**The task**: Every record below must be set down again exactly as given.
◇ ◇ ◇
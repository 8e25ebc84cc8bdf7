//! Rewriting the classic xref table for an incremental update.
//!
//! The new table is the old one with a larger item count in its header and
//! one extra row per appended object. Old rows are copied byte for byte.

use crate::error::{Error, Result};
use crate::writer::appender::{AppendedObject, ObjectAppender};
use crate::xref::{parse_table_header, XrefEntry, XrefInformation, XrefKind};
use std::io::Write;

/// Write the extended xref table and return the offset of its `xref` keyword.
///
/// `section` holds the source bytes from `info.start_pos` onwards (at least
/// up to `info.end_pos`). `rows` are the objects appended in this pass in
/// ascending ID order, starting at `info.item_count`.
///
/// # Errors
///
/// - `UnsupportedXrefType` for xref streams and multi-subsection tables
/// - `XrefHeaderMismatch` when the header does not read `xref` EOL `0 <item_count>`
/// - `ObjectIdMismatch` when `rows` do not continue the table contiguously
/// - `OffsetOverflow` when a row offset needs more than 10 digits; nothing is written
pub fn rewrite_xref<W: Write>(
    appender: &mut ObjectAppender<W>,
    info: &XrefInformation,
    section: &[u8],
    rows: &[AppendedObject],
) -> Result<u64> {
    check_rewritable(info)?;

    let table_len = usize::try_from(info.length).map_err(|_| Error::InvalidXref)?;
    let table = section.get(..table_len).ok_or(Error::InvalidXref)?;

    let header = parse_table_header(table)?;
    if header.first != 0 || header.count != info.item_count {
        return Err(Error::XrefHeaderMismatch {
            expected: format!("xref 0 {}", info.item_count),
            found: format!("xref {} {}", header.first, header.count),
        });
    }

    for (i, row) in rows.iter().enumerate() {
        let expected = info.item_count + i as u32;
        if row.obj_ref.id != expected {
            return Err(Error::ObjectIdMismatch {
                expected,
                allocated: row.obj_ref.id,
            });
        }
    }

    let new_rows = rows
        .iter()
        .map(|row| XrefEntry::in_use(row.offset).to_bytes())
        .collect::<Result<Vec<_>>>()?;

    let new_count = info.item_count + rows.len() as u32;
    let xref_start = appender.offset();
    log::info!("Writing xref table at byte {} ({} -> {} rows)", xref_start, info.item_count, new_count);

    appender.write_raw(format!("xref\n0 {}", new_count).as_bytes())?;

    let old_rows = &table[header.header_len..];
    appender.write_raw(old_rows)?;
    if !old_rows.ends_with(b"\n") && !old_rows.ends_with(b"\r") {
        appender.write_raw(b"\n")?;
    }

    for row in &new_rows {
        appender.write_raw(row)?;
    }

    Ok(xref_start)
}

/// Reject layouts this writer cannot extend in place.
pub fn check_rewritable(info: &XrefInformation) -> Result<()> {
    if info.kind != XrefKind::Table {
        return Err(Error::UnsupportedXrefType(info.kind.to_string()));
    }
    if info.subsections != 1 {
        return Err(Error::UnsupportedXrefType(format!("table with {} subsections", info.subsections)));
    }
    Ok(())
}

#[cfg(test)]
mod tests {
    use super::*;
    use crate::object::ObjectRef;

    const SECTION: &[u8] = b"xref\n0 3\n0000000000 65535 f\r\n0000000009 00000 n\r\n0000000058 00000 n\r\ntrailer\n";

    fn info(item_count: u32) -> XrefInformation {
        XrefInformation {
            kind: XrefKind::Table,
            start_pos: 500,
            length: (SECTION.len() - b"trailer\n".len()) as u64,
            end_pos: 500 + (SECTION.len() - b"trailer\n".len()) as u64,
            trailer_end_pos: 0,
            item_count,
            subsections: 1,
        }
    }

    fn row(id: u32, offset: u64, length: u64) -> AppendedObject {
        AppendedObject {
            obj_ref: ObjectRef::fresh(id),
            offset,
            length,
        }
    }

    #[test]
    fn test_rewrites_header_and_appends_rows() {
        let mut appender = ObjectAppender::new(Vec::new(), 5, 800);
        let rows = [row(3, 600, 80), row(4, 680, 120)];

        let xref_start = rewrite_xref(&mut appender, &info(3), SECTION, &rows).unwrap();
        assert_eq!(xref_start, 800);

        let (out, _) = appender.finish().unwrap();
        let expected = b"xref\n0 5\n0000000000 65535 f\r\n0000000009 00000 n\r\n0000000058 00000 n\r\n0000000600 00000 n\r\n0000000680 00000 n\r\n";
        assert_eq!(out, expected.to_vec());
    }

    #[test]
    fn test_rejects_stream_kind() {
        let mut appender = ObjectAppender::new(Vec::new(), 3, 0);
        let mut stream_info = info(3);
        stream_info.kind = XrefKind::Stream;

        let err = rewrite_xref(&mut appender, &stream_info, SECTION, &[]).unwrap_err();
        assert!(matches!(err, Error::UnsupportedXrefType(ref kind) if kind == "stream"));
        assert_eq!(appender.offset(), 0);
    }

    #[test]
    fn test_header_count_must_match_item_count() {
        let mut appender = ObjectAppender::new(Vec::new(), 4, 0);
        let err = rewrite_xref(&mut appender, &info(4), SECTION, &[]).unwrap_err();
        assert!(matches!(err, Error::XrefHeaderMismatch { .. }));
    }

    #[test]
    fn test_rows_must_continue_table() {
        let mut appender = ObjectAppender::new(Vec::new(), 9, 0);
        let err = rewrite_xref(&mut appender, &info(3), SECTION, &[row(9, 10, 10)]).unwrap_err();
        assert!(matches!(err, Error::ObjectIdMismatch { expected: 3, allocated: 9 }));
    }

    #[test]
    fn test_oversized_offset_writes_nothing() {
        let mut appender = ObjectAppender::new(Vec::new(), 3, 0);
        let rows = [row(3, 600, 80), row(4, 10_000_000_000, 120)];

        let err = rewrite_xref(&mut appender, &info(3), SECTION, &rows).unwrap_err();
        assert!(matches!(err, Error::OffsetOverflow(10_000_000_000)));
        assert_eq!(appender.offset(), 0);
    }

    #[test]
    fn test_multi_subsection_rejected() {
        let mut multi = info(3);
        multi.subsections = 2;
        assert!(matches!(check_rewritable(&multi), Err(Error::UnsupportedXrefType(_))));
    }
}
◇ ◇ ◇
**Written response**:
repository 8e25ebc84cc8bdf7
//! Rewriting the classic xref table for an incremental update.
//!
//! The new table is the old one with a larger item count in its header and
//! one extra row per appended object. Old rows are copied byte for byte.

use crate::error::{Error, Result};
use crate::writer::appender::{AppendedObject, ObjectAppender};
use crate::xref::{parse_table_header, XrefEntry, XrefInformation, XrefKind};
use std::io::Write;

/// Write the extended xref table and return the offset of its `xref` keyword.
///
/// `section` holds the source bytes from `info.start_pos` onwards (at least
/// up to `info.end_pos`). `rows` are the objects appended in this pass in
/// ascending ID order, starting at `info.item_count`.
///
/// # Errors
///
/// - `UnsupportedXrefType` for xref streams and multi-subsection tables
/// - `XrefHeaderMismatch` when the header does not read `xref` EOL `0 <item_count>`
/// - `ObjectIdMismatch` when `rows` do not continue the table contiguously
/// - `OffsetOverflow` when a row offset needs more than 10 digits; nothing is written
pub fn rewrite_xref<W: Write>(
    appender: &mut ObjectAppender<W>,
    info: &XrefInformation,
    section: &[u8],
    rows: &[AppendedObject],
) -> Result<u64> {
    check_rewritable(info)?;

    let table_len = usize::try_from(info.length).map_err(|_| Error::InvalidXref)?;
    let table = section.get(..table_len).ok_or(Error::InvalidXref)?;

    let header = parse_table_header(table)?;
    if header.first != 0 || header.count != info.item_count {
        return Err(Error::XrefHeaderMismatch {
            expected: format!("xref 0 {}", info.item_count),
            found: format!("xref {} {}", header.first, header.count),
        });
    }

    for (i, row) in rows.iter().enumerate() {
        let expected = info.item_count + i as u32;
        if row.obj_ref.id != expected {
            return Err(Error::ObjectIdMismatch {
                expected,
                allocated: row.obj_ref.id,
            });
        }
    }

    let new_rows = rows
        .iter()
        .map(|row| XrefEntry::in_use(row.offset).to_bytes())
        .collect::<Result<Vec<_>>>()?;

    let new_count = info.item_count + rows.len() as u32;
    let xref_start = appender.offset();
    log::info!("Writing xref table at byte {} ({} -> {} rows)", xref_start, info.item_count, new_count);

    appender.write_raw(format!("xref\n0 {}", new_count).as_bytes())?;

    let old_rows = &table[header.header_len..];
    appender.write_raw(old_rows)?;
    if !old_rows.ends_with(b"\n") && !old_rows.ends_with(b"\r") {
        appender.write_raw(b"\n")?;
    }

    for row in &new_rows {
        appender.write_raw(row)?;
    }

    Ok(xref_start)
}

/// Reject layouts this writer cannot extend in place.
pub fn check_rewritable(info: &XrefInformation) -> Result<()> {
    if info.kind != XrefKind::Table {
        return Err(Error::UnsupportedXrefType(info.kind.to_string()));
    }
    if info.subsections != 1 {
        return Err(Error::UnsupportedXrefType(format!("table with {} subsections", info.subsections)));
    }
    Ok(())
}

#[cfg(test)]
mod tests {
    use super::*;
    use crate::object::ObjectRef;

    const SECTION: &[u8] = b"xref\n0 3\n0000000000 65535 f\r\n0000000009 00000 n\r\n0000000058 00000 n\r\ntrailer\n";

    fn info(item_count: u32) -> XrefInformation {
        XrefInformation {
            kind: XrefKind::Table,
            start_pos: 500,
            length: (SECTION.len() - b"trailer\n".len()) as u64,
            end_pos: 500 + (SECTION.len() - b"trailer\n".len()) as u64,
            trailer_end_pos: 0,
            item_count,
            subsections: 1,
        }
    }

    fn row(id: u32, offset: u64, length: u64) -> AppendedObject {
        AppendedObject {
            obj_ref: ObjectRef::fresh(id),
            offset,
            length,
        }
    }

    #[test]
    fn test_rewrites_header_and_appends_rows() {
        let mut appender = ObjectAppender::new(Vec::new(), 5, 800);
        let rows = [row(3, 600, 80), row(4, 680, 120)];

        let xref_start = rewrite_xref(&mut appender, &info(3), SECTION, &rows).unwrap();
        assert_eq!(xref_start, 800);

        let (out, _) = appender.finish().unwrap();
        let expected = b"xref\n0 5\n0000000000 65535 f\r\n0000000009 00000 n\r\n0000000058 00000 n\r\n0000000600 00000 n\r\n0000000680 00000 n\r\n";
        assert_eq!(out, expected.to_vec());
    }

    #[test]
    fn test_rejects_stream_kind() {
        let mut appender = ObjectAppender::new(Vec::new(), 3, 0);
        let mut stream_info = info(3);
        stream_info.kind = XrefKind::Stream;

        let err = rewrite_xref(&mut appender, &stream_info, SECTION, &[]).unwrap_err();
        assert!(matches!(err, Error::UnsupportedXrefType(ref kind) if kind == "stream"));
        assert_eq!(appender.offset(), 0);
    }

    #[test]
    fn test_header_count_must_match_item_count() {
        let mut appender = ObjectAppender::new(Vec::new(), 4, 0);
        let err = rewrite_xref(&mut appender, &info(4), SECTION, &[]).unwrap_err();
        assert!(matches!(err, Error::XrefHeaderMismatch { .. }));
    }

    #[test]
    fn test_rows_must_continue_table() {
        let mut appender = ObjectAppender::new(Vec::new(), 9, 0);
        let err = rewrite_xref(&mut appender, &info(3), SECTION, &[row(9, 10, 10)]).unwrap_err();
        assert!(matches!(err, Error::ObjectIdMismatch { expected: 3, allocated: 9 }));
    }

    #[test]
    fn test_oversized_offset_writes_nothing() {
        let mut appender = ObjectAppender::new(Vec::new(), 3, 0);
        let rows = [row(3, 600, 80), row(4, 10_000_000_000, 120)];

        let err = rewrite_xref(&mut appender, &info(3), SECTION, &rows).unwrap_err();
        assert!(matches!(err, Error::OffsetOverflow(10_000_000_000)));
        assert_eq!(appender.offset(), 0);
    }

    #[test]
    fn test_multi_subsection_rejected() {
        let mut multi = info(3);
        multi.subsections = 2;
        assert!(matches!(check_rewritable(&multi), Err(Error::UnsupportedXrefType(_))));
    }
}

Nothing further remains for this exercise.